The longer you work on a branch, isolated from the main code base, the more conflicts you must resolve before you can pull that branch back to the main one. And in this case, Chris, Albert, Yang, Tony, and I all have our own individual branches, with all the pet-features we’ve been working on whenever we haven’t been fixing bugs.

Here’s our branch merging strategy, summarized by Tony on our Stonehearth branded whiteboard here:

branching

Basically, each feature is given a spot in a queue. The merging engineer does everything they need to do to push their feature into the main code base. Each other branch then pulls the new changes into itself, and fixes all conflicts. Then the next feature gets to go.

It’s long, mechanical, and sometimes very frustrating work. (“But this thing! It totally worked before I pulled your changes! What did you do to break my feature?” “I dunno! I didn’t even know about your feature while I was writing my feature!” “Stop throwing stuff at me!” “Get your own catapult!”)

Software development (beyond games, which are just one kind of software) is full of interesting challenges like this. Is there a way to stage features so that they conflict as little as possible? What conversations need to happen to make sure that Feature A doesn’t break Feature B whenever they combine? How can we make sure this code is written in such a way that it doesn’t need to be fixed whenever the stuff that depends on it changes?

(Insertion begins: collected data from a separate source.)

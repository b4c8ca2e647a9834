// thiserror's #[error("...{field}...")] format strings reference struct fields,
// but the compiler doesn't see through the derive macro and reports false positives.
#![allow(unused_assignments)]

//! # fieldwise
//!
//! Field resolution for regulatory filings: turns form documents and
//! free-text requests into concrete field values.
//!
//! ## Architecture
//!
//! - **Label extraction** (`extract`): page text and form widgets → candidate labels
//! - **Intent & slots** (`intent`): keyword/regex classifier with an optional hosted model
//! - **Resolution** (`resolve`): semantic cosine matching with a keyword fallback
//! - **Inference** (`derive`): emissions from energy consumption
//! - **Orchestration** (`pipeline`): sequencing and the degrade-gracefully policy
//!
//! ## Library usage
//!
//! ```
//! use fieldwise::context::{Context, FieldValue};
//! use fieldwise::pipeline::Pipeline;
//!
//! let pipeline = Pipeline::default();
//! let ctx = Context::from_profile([("kWh", 3000.0)]);
//! let resolution = pipeline
//!     .resolve_fields(&["Energy Consumption (kWh):"], &ctx)
//!     .unwrap();
//! assert_eq!(
//!     resolution.field_values["Energy Consumption (kWh):"],
//!     FieldValue::Number(3000.0)
//! );
//! ```

pub mod config;
pub mod context;
pub mod derive;
pub mod embed;
pub mod error;
pub mod extract;
pub mod intent;
pub mod ollama;
pub mod pipeline;
pub mod recipe;
pub mod resolve;
pub mod template;
pub mod vocab;
//! Workflow recipes: what a detected intent needs done, and which slots are
//! still missing before the forms can be filled.

use serde::Serialize;

use crate::intent::{IntentType, Slot};

/// Static description of a filing workflow.
#[derive(Debug, Clone, PartialEq, Eq, Serialize)]
#[serde(rename_all = "camelCase")]
pub struct Recipe {
    pub id: &'static str,
    pub name: &'static str,
    pub forms: &'static [&'static str],
    pub steps: &'static [&'static str],
    pub regulations: &'static [&'static str],
    pub estimated_time: &'static str,
}

const CSRD_ENERGY_AUDIT: Recipe = Recipe {
    id: "csrd_energy_audit",
    name: "CSRD Energy Audit & VSME Snapshot",
    forms: &["vsme_snapshot", "disclosure_letter"],
    steps: &[
        "collect_energy_data",
        "calculate_emissions",
        "fill_vsme_form",
        "generate_compliance_pack",
    ],
    regulations: &["CSRD", "VSME", "ESRS_E1"],
    estimated_time: "15-20 minutes",
};

const GDPR_ART30_EXPORT: Recipe = Recipe {
    id: "gdpr_art30_export",
    name: "GDPR Article 30 Record Export",
    forms: &["gdpr_art30"],
    steps: &[
        "collect_processing_details",
        "map_legal_bases",
        "fill_art30_form",
        "generate_compliance_pack",
    ],
    regulations: &["GDPR", "Art30"],
    estimated_time: "10-15 minutes",
};

const EU_AI_ACT_RISK: Recipe = Recipe {
    id: "eu_ai_act_risk",
    name: "EU AI Act Risk Assessment",
    forms: &["eu_ai_act_risk"],
    steps: &[
        "collect_system_details",
        "classify_risk_category",
        "check_prohibited_practices",
        "fill_risk_form",
        "generate_system_card",
    ],
    regulations: &["EU_AI_Act", "Annex_III"],
    estimated_time: "20-25 minutes",
};

const GENERAL_COMPLIANCE: Recipe = Recipe {
    id: "general_compliance",
    name: "General Compliance Question",
    forms: &[],
    steps: &["clarify_request"],
    regulations: &[],
    estimated_time: "5-10 minutes",
};

/// Recipe for an intent.
pub fn recipe_for(intent: IntentType) -> &'static Recipe {
    match intent {
        IntentType::EnergyAudit => &CSRD_ENERGY_AUDIT,
        IntentType::DataProcessingRecord => &GDPR_ART30_EXPORT,
        IntentType::AiRiskAssessment => &EU_AI_ACT_RISK,
        IntentType::General => &GENERAL_COMPLIANCE,
    }
}

/// Required slots per intent with the question that asks for each.
fn required_slots(intent: IntentType) -> &'static [(&'static str, &'static str)] {
    match intent {
        IntentType::EnergyAudit => &[
            ("kWh", "What is your total energy consumption (kWh) for the last month?"),
            ("city", "What city are you located in?"),
        ],
        _ => &[],
    }
}

/// Follow-up questions for required slots absent from `slots`.
pub fn missing_questions(intent: IntentType, slots: &[Slot]) -> Vec<String> {
    required_slots(intent)
        .iter()
        .filter(|(name, _)| !slots.iter().any(|s| s.name.eq_ignore_ascii_case(name)))
        .map(|(_, question)| question.to_string())
        .collect()
}

#[cfg(test)]
mod tests {
    use super::*;

    #[test]
    fn every_intent_has_a_recipe() {
        assert_eq!(recipe_for(IntentType::EnergyAudit).id, "csrd_energy_audit");
        assert_eq!(recipe_for(IntentType::DataProcessingRecord).id, "gdpr_art30_export");
        assert_eq!(recipe_for(IntentType::AiRiskAssessment).id, "eu_ai_act_risk");
        assert!(recipe_for(IntentType::General).forms.is_empty());
    }

    #[test]
    fn energy_audit_asks_for_missing_slots() {
        let questions = missing_questions(IntentType::EnergyAudit, &[Slot::new("city", "Kiel")]);
        assert_eq!(questions.len(), 1);
        assert!(questions[0].contains("kWh"));
    }

    #[test]
    fn complete_slots_ask_nothing() {
        let slots = [Slot::new("kwh", 100.0), Slot::new("City", "Kiel")];
        assert!(missing_questions(IntentType::EnergyAudit, &slots).is_empty());
        assert!(missing_questions(IntentType::DataProcessingRecord, &[]).is_empty());
    }
}
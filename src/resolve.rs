//! Canonical field resolution: label → value from the request context.
//!
//! Two strategies share one output shape:
//!
//! - **Semantic**: labels and every synonym of every [`CanonicalField`] are
//!   embedded; a field scores the best cosine over its synonyms and the best
//!   field resolves when it clears the similarity threshold.
//! - **Keyword**: a direct containment match between the label and a
//!   context key wins; otherwise the first [`FieldType`] keyword hit names the
//!   canonical id to look up. Confidence is 1.0.
//!
//! The strategy is chosen once per request. Any embedding failure switches
//! the whole request to the keyword strategy before a single label is
//! resolved, so results never mix strategies.

use std::collections::{BTreeMap, HashSet};
use std::sync::{Arc, OnceLock};

use rayon::prelude::*;
use serde::{Deserialize, Serialize};

use crate::config::ResolverConfig;
use crate::context::{Context, ContextEntry, ContextOrigin, FieldValue};
use crate::embed::{Embedder, cosine, encode_checked};
use crate::error::{BackendResult, InputError};
use crate::vocab::{FieldType, Vocabulary, fold};

// ── Results ─────────────────────────────────────────────────────────────

/// How a label got (or failed to get) its value.
#[derive(Debug, Clone, Copy, PartialEq, Eq, Hash, Serialize, Deserialize)]
#[serde(rename_all = "lowercase")]
pub enum Method {
    Semantic,
    Keyword,
    /// Found by either strategy, but the value was derived rather than
    /// supplied.
    Inferred,
    Unresolved,
}

/// Resolution of a single label.
#[derive(Debug, Clone, PartialEq, Serialize, Deserialize)]
pub struct MappingResult {
    pub label: String,
    /// Context key the value was read from.
    pub field: Option<String>,
    pub value: Option<FieldValue>,
    pub method: Method,
    pub confidence: f32,
}

impl MappingResult {
    fn unresolved(label: &str) -> Self {
        Self {
            label: label.to_string(),
            field: None,
            value: None,
            method: Method::Unresolved,
            confidence: 0.0,
        }
    }

    fn found(label: &str, key: &str, entry: &ContextEntry, method: Method, confidence: f32) -> Self {
        let method = if entry.origin == ContextOrigin::Derived {
            Method::Inferred
        } else {
            method
        };
        Self {
            label: label.to_string(),
            field: Some(key.to_string()),
            value: Some(entry.value.clone()),
            method,
            confidence,
        }
    }

    pub fn is_resolved(&self) -> bool {
        self.value.is_some()
    }
}

/// Which strategy a request ran under.
#[derive(Debug, Clone, Copy, PartialEq, Eq, Serialize, Deserialize)]
#[serde(rename_all = "lowercase")]
pub enum Strategy {
    Semantic,
    Keyword,
}

/// Output of one resolution request.
#[derive(Debug, Clone, PartialEq, Serialize, Deserialize)]
#[serde(rename_all = "camelCase")]
pub struct Resolution {
    /// Label text → value, resolved labels only.
    pub field_values: BTreeMap<String, FieldValue>,
    /// Resolved semantic matches below the low-confidence ceiling, in label
    /// order.
    pub low_confidence: Vec<String>,
    /// One entry per distinct input label, in input order.
    pub mappings: Vec<MappingResult>,
    pub strategy: Strategy,
}

impl Resolution {
    fn assemble(mappings: Vec<MappingResult>, strategy: Strategy, ceiling: f32) -> Self {
        let field_values = mappings
            .iter()
            .filter_map(|m| m.value.clone().map(|v| (m.label.clone(), v)))
            .collect();
        let low_confidence = mappings
            .iter()
            .filter(|m| m.is_resolved() && is_semantic_hit(m) && m.confidence < ceiling)
            .map(|m| m.label.clone())
            .collect();
        Self {
            field_values,
            low_confidence,
            mappings,
            strategy,
        }
    }

    pub fn mapping(&self, label: &str) -> Option<&MappingResult> {
        self.mappings.iter().find(|m| m.label == label)
    }
}

/// Keyword hits always carry confidence 1.0, so only similarity-scored
/// mappings can fall in the low-confidence band.
fn is_semantic_hit(m: &MappingResult) -> bool {
    match m.method {
        Method::Semantic => true,
        Method::Inferred => m.confidence < 1.0,
        Method::Keyword | Method::Unresolved => false,
    }
}

// ── Resolver ────────────────────────────────────────────────────────────

/// Resolver over a shared vocabulary and an optional embedding backend.
///
/// Synonym vectors are computed on the first successful semantic request
/// and reused afterwards.
pub struct Resolver {
    vocab: Arc<Vocabulary>,
    embedder: Option<Arc<dyn Embedder>>,
    config: ResolverConfig,
    synonym_vectors: OnceLock<Vec<Vec<Vec<f32>>>>,
}

impl Resolver {
    /// Keyword-only resolver.
    pub fn new(vocab: Arc<Vocabulary>, config: ResolverConfig) -> Self {
        Self {
            vocab,
            embedder: None,
            config,
            synonym_vectors: OnceLock::new(),
        }
    }

    /// Attach an embedding backend, enabling the semantic strategy.
    pub fn with_embedder(mut self, embedder: Arc<dyn Embedder>) -> Self {
        self.embedder = Some(embedder);
        self.synonym_vectors = OnceLock::new();
        self
    }

    pub fn vocabulary(&self) -> &Vocabulary {
        &self.vocab
    }

    pub fn config(&self) -> &ResolverConfig {
        &self.config
    }

    /// Strategy a request would start with.
    pub fn preferred_strategy(&self) -> Strategy {
        if self.embedder.is_some() {
            Strategy::Semantic
        } else {
            Strategy::Keyword
        }
    }

    /// Resolve labels against a context with the preferred strategy.
    pub fn resolve<L: AsRef<str>>(
        &self,
        labels: &[L],
        ctx: &Context,
    ) -> Result<Resolution, InputError> {
        self.resolve_with(labels, ctx, self.preferred_strategy())
    }

    /// Resolve with an explicit starting strategy. Asking for the semantic
    /// strategy without a working backend yields the keyword strategy.
    pub fn resolve_with<L: AsRef<str>>(
        &self,
        labels: &[L],
        ctx: &Context,
        strategy: Strategy,
    ) -> Result<Resolution, InputError> {
        let labels = distinct_labels(labels);
        if labels.is_empty() {
            return Err(InputError::EmptyLabels);
        }

        let ceiling = self.config.low_confidence_ceiling;
        if strategy == Strategy::Semantic
            && let Some(embedder) = &self.embedder
        {
            match self.score_labels(embedder.as_ref(), &labels) {
                Ok(scores) => {
                    tracing::debug!(labels = labels.len(), backend = embedder.name(), "semantic strategy");
                    let mappings = labels
                        .iter()
                        .zip(scores)
                        .map(|(label, best)| self.semantic_mapping(label, best, ctx))
                        .collect();
                    return Ok(Resolution::assemble(mappings, Strategy::Semantic, ceiling));
                }
                Err(e) => {
                    tracing::warn!(backend = embedder.name(), "embedding failed, using keyword strategy: {e}");
                }
            }
        }

        tracing::debug!(labels = labels.len(), "keyword strategy");
        let mappings = labels
            .par_iter()
            .map(|label| keyword_mapping(label, ctx))
            .collect();
        Ok(Resolution::assemble(mappings, Strategy::Keyword, ceiling))
    }

    fn synonym_vectors(&self, embedder: &dyn Embedder) -> BackendResult<&Vec<Vec<Vec<f32>>>> {
        if let Some(cached) = self.synonym_vectors.get() {
            return Ok(cached);
        }

        let flat: Vec<String> = self
            .vocab
            .fields()
            .iter()
            .flat_map(|f| f.synonyms.iter().cloned())
            .collect();
        let mut vectors = encode_checked(embedder, &flat)?.into_iter();
        let per_field: Vec<Vec<Vec<f32>>> = self
            .vocab
            .fields()
            .iter()
            .map(|f| vectors.by_ref().take(f.synonyms.len()).collect())
            .collect();

        Ok(self.synonym_vectors.get_or_init(|| per_field))
    }

    /// Best `(field index, similarity)` per label.
    fn score_labels(
        &self,
        embedder: &dyn Embedder,
        labels: &[&str],
    ) -> BackendResult<Vec<Option<(usize, f32)>>> {
        let synonyms = self.synonym_vectors(embedder)?;
        let texts: Vec<String> = labels.iter().map(|l| l.to_string()).collect();
        let label_vectors = encode_checked(embedder, &texts)?;

        let dim = synonyms.iter().flatten().next().map(Vec::len);
        if let (Some(expected), Some(actual)) = (dim, label_vectors.first().map(Vec::len))
            && expected != actual
        {
            return Err(crate::error::BackendError::DimensionMismatch { expected, actual });
        }

        Ok(label_vectors
            .par_iter()
            .map(|lv| best_field(lv, synonyms))
            .collect())
    }

    fn semantic_mapping(&self, label: &str, best: Option<(usize, f32)>, ctx: &Context) -> MappingResult {
        let Some((index, similarity)) = best else {
            return MappingResult::unresolved(label);
        };
        if similarity < self.config.similarity_threshold {
            tracing::debug!(label, similarity, "below similarity threshold");
            return MappingResult::unresolved(label);
        }

        let field = &self.vocab.fields()[index];
        match ctx.get(&field.id) {
            Some(entry) => MappingResult::found(label, &field.id, entry, Method::Semantic, similarity),
            None => {
                tracing::debug!(label, field = %field.id, "matched field has no value");
                MappingResult::unresolved(label)
            }
        }
    }
}

impl std::fmt::Debug for Resolver {
    fn fmt(&self, f: &mut std::fmt::Formatter<'_>) -> std::fmt::Result {
        f.debug_struct("Resolver")
            .field("fields", &self.vocab.len())
            .field("embedder", &self.embedder.as_ref().map(|e| e.name().to_string()))
            .field("config", &self.config)
            .finish()
    }
}

/// Highest-scoring field; ties keep the earlier field.
fn best_field(label: &[f32], synonyms: &[Vec<Vec<f32>>]) -> Option<(usize, f32)> {
    let mut best: Option<(usize, f32)> = None;
    for (index, vectors) in synonyms.iter().enumerate() {
        let Some(score) = vectors.iter().map(|s| cosine(label, s)).reduce(f32::max) else {
            continue;
        };
        if best.is_none_or(|(_, b)| score > b) {
            best = Some((index, score));
        }
    }
    best
}

fn distinct_labels<L: AsRef<str>>(labels: &[L]) -> Vec<&str> {
    let mut seen = HashSet::new();
    labels
        .iter()
        .map(|l| l.as_ref())
        .filter(|l| !l.trim().is_empty() && seen.insert(*l))
        .collect()
}

/// Label text folded and stripped of surrounding punctuation, for
/// containment against context keys.
fn label_key(label: &str) -> String {
    fold(label)
        .trim_matches(|c: char| !c.is_alphanumeric())
        .to_string()
}

/// Context key in bidirectional containment with the label. A key equal to
/// the label wins, then a key equal to `preferred`, then higher-priority
/// layers, then longer keys.
fn direct_match<'c>(
    key: &str,
    preferred: Option<&str>,
    ctx: &'c Context,
) -> Option<(&'c str, &'c ContextEntry)> {
    if key.is_empty() {
        return None;
    }
    ctx.by_priority()
        .into_iter()
        .filter(|(k, _)| !k.is_empty() && (key.contains(k) || k.contains(key)))
        .min_by(|a, b| {
            (b.0 == key)
                .cmp(&(a.0 == key))
                .then_with(|| (Some(b.0) == preferred).cmp(&(Some(a.0) == preferred)))
                .then_with(|| a.1.origin.cmp(&b.1.origin))
                .then_with(|| b.0.len().cmp(&a.0.len()))
                .then_with(|| a.0.cmp(b.0))
        })
}

/// Keyword-strategy resolution of one label.
pub fn keyword_mapping(label: &str, ctx: &Context) -> MappingResult {
    let field_type = FieldType::classify(label);
    let preferred = field_type.map(FieldType::canonical_id);
    if let Some((key, entry)) = direct_match(&label_key(label), preferred, ctx) {
        return MappingResult::found(label, key, entry, Method::Keyword, 1.0);
    }

    let Some(id) = preferred else {
        return MappingResult::unresolved(label);
    };
    match ctx.get(id) {
        Some(entry) => MappingResult::found(label, id, entry, Method::Keyword, 1.0),
        None => MappingResult::unresolved(label),
    }
}

/// Keyword-strategy resolution with the built-in vocabulary.
pub fn resolve_fields<L: AsRef<str>>(
    labels: &[L],
    ctx: &Context,
) -> Result<Resolution, InputError> {
    Resolver::new(Arc::new(Vocabulary::builtin()), ResolverConfig::default()).resolve(labels, ctx)
}
//! Output files.
//!
//! - the CSV report, written once at the end of a run
//! - the optional append-only status file, one line per sweep

pub mod output_writer;
pub mod status_writer;

pub use output_writer::{OutputWriter, OutputWriterError};
pub use status_writer::{StatusLine, StatusWriter, StatusWriterError};
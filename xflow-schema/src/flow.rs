//! FlowKey and Accumulator types.
//!
//! Both mirror the structs written by the XDP classifier. Integers are
//! native-endian in the map; ports and addresses are kept exactly as the
//! classifier copied them from the packet (network byte order).

use thiserror::Error;

/// Ethertype for IPv4.
pub const ETHERTYPE_IPV4: u16 = 0x0800;

/// Ethertype for IPv6.
pub const ETHERTYPE_IPV6: u16 = 0x86DD;

/// Ethertype for 802.1Q VLAN tagged frames.
pub const ETHERTYPE_VLAN: u16 = 0x8100;

/// Size of `struct flow_key` in the BPF map.
pub const FLOW_KEY_SIZE: usize = 40;

/// Size of `struct flow_accum` in the BPF map (one per CPU).
pub const ACCUMULATOR_SIZE: usize = 32;

/// Errors decoding raw map bytes.
#[derive(Debug, Error, PartialEq, Eq)]
pub enum LayoutError {
    #[error("invalid flow key size: expected {expected} bytes, got {found}")]
    KeySize { expected: usize, found: usize },

    #[error("invalid accumulator size: expected {expected} bytes, got {found}")]
    AccumulatorSize { expected: usize, found: usize },
}

/// Identity of a flow.
///
/// Addresses occupy a 16-byte slot; IPv4 uses the first 4 bytes and leaves
/// the rest zeroed.
#[derive(Debug, Clone, Copy, Default, PartialEq, Eq, Hash, PartialOrd, Ord)]
pub struct FlowKey {
    pub ether_type: u16,
    pub l4_proto: u8,
    pub src_addr: [u8; 16],
    pub dst_addr: [u8; 16],
    /// Network byte order.
    pub src_port: u16,
    /// Network byte order.
    pub dst_port: u16,
}

impl FlowKey {
    /// Build an IPv4 key from host-order addresses and ports.
    pub fn ipv4(l4_proto: u8, src: [u8; 4], dst: [u8; 4], src_port: u16, dst_port: u16) -> Self {
        let mut src_addr = [0u8; 16];
        let mut dst_addr = [0u8; 16];
        src_addr[..4].copy_from_slice(&src);
        dst_addr[..4].copy_from_slice(&dst);
        Self {
            ether_type: ETHERTYPE_IPV4,
            l4_proto,
            src_addr,
            dst_addr,
            src_port: src_port.to_be(),
            dst_port: dst_port.to_be(),
        }
    }

    /// Build an IPv6 key from host-order ports.
    pub fn ipv6(l4_proto: u8, src: [u8; 16], dst: [u8; 16], src_port: u16, dst_port: u16) -> Self {
        Self {
            ether_type: ETHERTYPE_IPV6,
            l4_proto,
            src_addr: src,
            dst_addr: dst,
            src_port: src_port.to_be(),
            dst_port: dst_port.to_be(),
        }
    }

    /// Encode to the classifier's key layout:
    /// `ether_type(2) | l4_proto(1) | pad(1) | src_port(2) | dst_port(2) | src_addr(16) | dst_addr(16)`.
    pub fn to_bytes(&self) -> [u8; FLOW_KEY_SIZE] {
        let mut out = [0u8; FLOW_KEY_SIZE];
        out[0..2].copy_from_slice(&self.ether_type.to_ne_bytes());
        out[2] = self.l4_proto;
        out[4..6].copy_from_slice(&self.src_port.to_ne_bytes());
        out[6..8].copy_from_slice(&self.dst_port.to_ne_bytes());
        out[8..24].copy_from_slice(&self.src_addr);
        out[24..40].copy_from_slice(&self.dst_addr);
        out
    }

    /// Decode from the classifier's key layout.
    pub fn from_bytes(bytes: &[u8]) -> Result<Self, LayoutError> {
        if bytes.len() != FLOW_KEY_SIZE {
            return Err(LayoutError::KeySize {
                expected: FLOW_KEY_SIZE,
                found: bytes.len(),
            });
        }

        let mut src_addr = [0u8; 16];
        let mut dst_addr = [0u8; 16];
        src_addr.copy_from_slice(&bytes[8..24]);
        dst_addr.copy_from_slice(&bytes[24..40]);

        Ok(Self {
            ether_type: u16::from_ne_bytes([bytes[0], bytes[1]]),
            l4_proto: bytes[2],
            src_port: u16::from_ne_bytes([bytes[4], bytes[5]]),
            dst_port: u16::from_ne_bytes([bytes[6], bytes[7]]),
            src_addr,
            dst_addr,
        })
    }
}

/// Counters for one flow on one CPU.
///
/// `start_ns`/`end_ns` are `bpf_ktime_get_ns()` values (CLOCK_MONOTONIC).
/// A shard with `packets == 0` was never touched on that CPU and its
/// timestamps are meaningless.
#[derive(Debug, Clone, Copy, Default, PartialEq, Eq)]
pub struct Accumulator {
    pub packets: u64,
    pub bytes: u64,
    pub start_ns: u64,
    pub end_ns: u64,
}

impl Accumulator {
    /// Returns true if this shard has observed at least one packet.
    pub fn is_active(&self) -> bool {
        self.packets > 0
    }

    /// Encode to the classifier's value layout: `packets | bytes | start | end`.
    pub fn to_bytes(&self) -> [u8; ACCUMULATOR_SIZE] {
        let mut out = [0u8; ACCUMULATOR_SIZE];
        out[0..8].copy_from_slice(&self.packets.to_ne_bytes());
        out[8..16].copy_from_slice(&self.bytes.to_ne_bytes());
        out[16..24].copy_from_slice(&self.start_ns.to_ne_bytes());
        out[24..32].copy_from_slice(&self.end_ns.to_ne_bytes());
        out
    }

    /// Decode one per-CPU value.
    ///
    /// libbpf pads per-CPU values to 8 bytes, so longer slices are accepted.
    pub fn from_bytes(bytes: &[u8]) -> Result<Self, LayoutError> {
        if bytes.len() < ACCUMULATOR_SIZE {
            return Err(LayoutError::AccumulatorSize {
                expected: ACCUMULATOR_SIZE,
                found: bytes.len(),
            });
        }

        let word = |i: usize| {
            let mut buf = [0u8; 8];
            buf.copy_from_slice(&bytes[i..i + 8]);
            u64::from_ne_bytes(buf)
        };

        Ok(Self {
            packets: word(0),
            bytes: word(8),
            start_ns: word(16),
            end_ns: word(24),
        })
    }
}
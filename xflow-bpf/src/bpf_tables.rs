//! libbpf-backed flow tables.
//!
//! `BpfFlowMaps` loads the XDP classifier and exposes its two per-CPU hash
//! maps (`flows` and `cache`). Attaching returns an [`XdpAttachment`] that owns
//! the XDP link independently of the maps, so the engine can keep reading the
//! tables while holding the attachment guard. Only available with the `bpf`
//! feature.

use std::mem::MaybeUninit;

use libbpf_rs::skel::{OpenSkel, SkelBuilder};
use libbpf_rs::{Link, Map, MapCore, MapFlags, OpenObject};
use xflow_schema::{Accumulator, FlowKey};

use crate::tables::{Attachment, BpfError, ColdCache, LiveTable, TableError};

mod flow_skel {
    include!(concat!(env!("OUT_DIR"), "/flow.skel.rs"));
}

use flow_skel::*;

/// Loaded classifier and its maps.
pub struct BpfFlowMaps<'obj> {
    skel: FlowSkel<'obj>,
}

impl<'obj> BpfFlowMaps<'obj> {
    /// Open and load the classifier.
    ///
    /// `object` backs the libbpf object and must outlive the maps.
    pub fn load(object: &'obj mut MaybeUninit<OpenObject>) -> Result<Self, BpfError> {
        let open_skel = FlowSkelBuilder::default()
            .open(object)
            .map_err(|e| BpfError::Load(e.to_string()))?;

        let skel = open_skel
            .load()
            .map_err(|e| BpfError::Load(e.to_string()))?;

        Ok(Self { skel })
    }

    /// Attach the classifier to `interface` in generic XDP mode.
    ///
    /// # Errors
    /// Returns `BpfError` if the interface does not exist, permissions are
    /// missing, or the kernel rejects the attachment.
    pub fn attach(&self, interface: &str) -> Result<XdpAttachment, BpfError> {
        let ifindex = nix::net::if_::if_nametoindex(interface)
            .map_err(|_| BpfError::InterfaceNotFound(interface.to_string()))?;

        let link = self
            .skel
            .progs
            .xdp_flow
            .attach_xdp(ifindex as i32)
            .map_err(|e| {
                if e.to_string().contains("permission") || e.to_string().contains("EPERM") {
                    BpfError::InsufficientPermissions
                } else {
                    BpfError::Attach {
                        interface: interface.to_string(),
                        reason: e.to_string(),
                    }
                }
            })?;

        Ok(XdpAttachment {
            link: Some(link),
            interface: interface.to_string(),
        })
    }

    /// The classifier's live table.
    pub fn live(&self) -> BpfLiveTable<'_> {
        BpfLiveTable {
            map: &self.skel.maps.flows,
        }
    }

    /// The finalized-flow cache.
    pub fn cold(&self) -> BpfColdCache<'_> {
        BpfColdCache {
            map: &self.skel.maps.cache,
        }
    }
}

/// XDP link guard. Dropping it detaches the classifier.
pub struct XdpAttachment {
    link: Option<Link>,
    interface: String,
}

impl Attachment for XdpAttachment {
    fn interface(&self) -> &str {
        &self.interface
    }

    fn detach(&mut self) -> Result<(), BpfError> {
        match self.link.take() {
            Some(link) => link.detach().map_err(|e| BpfError::Detach {
                interface: self.interface.clone(),
                reason: e.to_string(),
            }),
            None => Ok(()),
        }
    }
}

/// Live table backed by the `flows` map.
pub struct BpfLiveTable<'a> {
    map: &'a Map<'a>,
}

impl LiveTable for BpfLiveTable<'_> {
    fn keys(&self) -> Result<Vec<FlowKey>, TableError> {
        self.map
            .keys()
            .map(|raw| FlowKey::from_bytes(&raw).map_err(TableError::from))
            .collect()
    }

    fn lookup(&self, key: &FlowKey) -> Result<Option<Vec<Accumulator>>, TableError> {
        read_percpu(self.map, key)
    }

    fn delete(&self, key: &FlowKey) -> Result<(), TableError> {
        match self.map.delete(&key.to_bytes()) {
            Ok(()) => Ok(()),
            // Already gone; the classifier never deletes, but a resize can.
            Err(e) if e.kind() == libbpf_rs::ErrorKind::NotFound => Ok(()),
            Err(e) => Err(TableError::Delete(e.to_string())),
        }
    }
}

/// Cold cache backed by the `cache` map.
pub struct BpfColdCache<'a> {
    map: &'a Map<'a>,
}

impl ColdCache for BpfColdCache<'_> {
    fn lookup(&self, key: &FlowKey) -> Result<Option<Vec<Accumulator>>, TableError> {
        read_percpu(self.map, key)
    }

    fn insert(&self, key: FlowKey, shards: &[Accumulator]) -> Result<(), TableError> {
        let values: Vec<Vec<u8>> = shards.iter().map(|s| s.to_bytes().to_vec()).collect();
        self.map
            .update_percpu(&key.to_bytes(), &values, MapFlags::ANY)
            .map_err(|e| TableError::Write(e.to_string()))
    }

    fn remove(&self, key: &FlowKey) -> Result<(), TableError> {
        match self.map.delete(&key.to_bytes()) {
            Ok(()) => Ok(()),
            Err(e) if e.kind() == libbpf_rs::ErrorKind::NotFound => Ok(()),
            Err(e) => Err(TableError::Delete(e.to_string())),
        }
    }

    fn entries(&self) -> Result<Vec<(FlowKey, Vec<Accumulator>)>, TableError> {
        let mut out = Vec::new();
        for raw in self.map.keys() {
            let key = FlowKey::from_bytes(&raw)?;
            if let Some(shards) = read_percpu(self.map, &key)? {
                out.push((key, shards));
            }
        }
        Ok(out)
    }
}

fn read_percpu(map: &Map<'_>, key: &FlowKey) -> Result<Option<Vec<Accumulator>>, TableError> {
    let values = map
        .lookup_percpu(&key.to_bytes(), MapFlags::ANY)
        .map_err(|e| TableError::Read(e.to_string()))?;

    match values {
        Some(per_cpu) => {
            let shards = per_cpu
                .iter()
                .map(|v| Accumulator::from_bytes(v))
                .collect::<Result<Vec<_>, _>>()?;
            Ok(Some(shards))
        }
        None => Ok(None),
    }
}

This stuff is something engineers spend their whole lives figuring out, mostly through hard experience. In the specific case of A11, you can easily see how the unexpected complications with the backpacks and crates ripple out beyond themselves: because they discouraged development on the main branch, they created a situation where everyone now has to spend some time getting all their working code working with everyone else’s code, potentially introducing more bugs as people merge features that were developed independently.

I’m pretty sure that nobody decides to develop an indie video game because they have a passion for staging branch merges via source control. Still, it’s a good thing to have in one’s toolkit, because understanding how software goes together, and how to make it go together more efficiently, is what enables us to have as much time as possible to do the things we love–to build the game, together, with all of you. :)

Thanks for reading, and go play Alpha 11!

ONE MORE THING!

Yang is taking Tony’s stream Wednesday morning, 8/19/15, but she will start at 9:00am PST instead of 8:30am PST.